Bioinformatics Pipeline Enables Analysis of Massive Genetics Datasets

Scalable cloud-based solution enables data scientists to analyze vast amounts of variant genetic data while ensuring accuracy, usability and speed.

The Challenge

A company that integrates genomics into a comprehensive lifestyle plan using genomics sequencing for diagnosing genetic disorders required a new software tool designed for variant discovery and interpretation in a clinical laboratory environment. The software would allow clinical scientists to process, analyze, interpret and report on personal genome files. 

The Approach

The NewPage team knew that for the client to effectively use the new solution as a data tool to determine genetic causes of disease, Sequence Alignment tools would be needed to handle the large data sets containing thousands to millions of detected variants from the reference sequence. We had to determine how to convert FASTQ files containing gene sequencing data—gigabytes in size—to VCF files.
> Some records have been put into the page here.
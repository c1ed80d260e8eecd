//! Parser for the provider's `AccountBalance` result parameter
//!
//! The value looks like
//! `Working Account|KES|0|1234.50|999999&Utility Account|KES|0|200.00|999999`:
//! `&` separates accounts, `|` separates `LABEL|CURRENCY|MIN|VALUE|MAX`.

use rust_decimal::Decimal;
use serde::Serialize;
use std::str::FromStr;
use thiserror::Error;

use crate::provider::ResultPayload;

/// Result parameter key carrying the balance string
pub const ACCOUNT_BALANCE_KEY: &str = "AccountBalance";

const SEGMENT_SEPARATOR: char = '&';
const FIELD_SEPARATOR: char = '|';
const MIN_FIELDS: usize = 4;
const VALUE_FIELD: usize = 3;

#[derive(Error, Debug, Clone, PartialEq, Eq)]
pub enum BalanceParseError {
    #[error("result has no AccountBalance parameter")]
    MissingKey,

    #[error("AccountBalance value is not a string")]
    NotAString,

    #[error("expected working and utility account segments, found {0}")]
    MissingSegment(usize),

    #[error("segment {index} has {fields} fields, expected at least 4")]
    TooFewFields { index: usize, fields: usize },

    #[error("segment {index} balance '{value}' is not a number")]
    InvalidAmount { index: usize, value: String },
}

/// One `LABEL|CURRENCY|MIN|VALUE|MAX` entry
#[derive(Debug, Clone, PartialEq, Eq, Serialize)]
pub struct AccountSegment {
    pub label: String,
    pub currency: String,
    pub balance: Decimal,
}

#[derive(Debug, Clone, Copy, PartialEq, Eq, Serialize)]
pub struct AccountBalances {
    pub working_account_balance: Decimal,
    pub utility_account_balance: Decimal,
}

/// Split the balance string into account segments
pub fn parse_segments(raw: &str) -> Result<Vec<AccountSegment>, BalanceParseError> {
    raw.split(SEGMENT_SEPARATOR)
        .map(str::trim)
        .filter(|segment| !segment.is_empty())
        .enumerate()
        .map(|(index, segment)| {
            let fields: Vec<&str> = segment.split(FIELD_SEPARATOR).map(str::trim).collect();
            if fields.len() < MIN_FIELDS {
                return Err(BalanceParseError::TooFewFields {
                    index,
                    fields: fields.len(),
                });
            }

            let value = fields[VALUE_FIELD];
            let balance =
                Decimal::from_str(value).map_err(|_| BalanceParseError::InvalidAmount {
                    index,
                    value: value.to_string(),
                })?;

            Ok(AccountSegment {
                label: fields[0].to_string(),
                currency: fields[1].to_string(),
                balance,
            })
        })
        .collect()
}

/// First segment is the Working Account, second the Utility Account
pub fn parse_account_balance(raw: &str) -> Result<AccountBalances, BalanceParseError> {
    let segments = parse_segments(raw)?;

    match segments.as_slice() {
        [working, utility, ..] => Ok(AccountBalances {
            working_account_balance: working.balance,
            utility_account_balance: utility.balance,
        }),
        _ => Err(BalanceParseError::MissingSegment(segments.len())),
    }
}

/// Extract and parse the balance string from a result callback
pub fn balances_from_result(payload: &ResultPayload) -> Result<AccountBalances, BalanceParseError> {
    let value = payload
        .parameter(ACCOUNT_BALANCE_KEY)
        .ok_or(BalanceParseError::MissingKey)?;
    let raw = value.as_str().ok_or(BalanceParseError::NotAString)?;
    parse_account_balance(raw)
}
Our solution approach involved designing a Genome Sequencing Pipeline, where genomic data is uploaded and accepts Paired and FASTQ files, and generates a VCF file with Variants and Alleles. The conversion process takes approximately 5 minutes. 

The Results

NewPage developed a Genome Sequencing Pipeline, which the client uses for its sequencing services to quickly and easily annotate genomes, analyze variant data in order to identify the genetic causes of disease, and generate customized reports for individual patients. The intuitive design of the solution allows the end user to analyze large variant data sets directly through annotation, multiple sort and filter selections, intersect and difference functions. The solution provides accuracy, usability and speed (5 minutes from FASTQ to PDF) – all critical in the application of genetic interpretation. The client chose to partner with NewPage because of our demonstrated experience working with healthcare organizations to develop solutions that enable interpretation of mass quantities of data by leveraging the latest emerging technologies.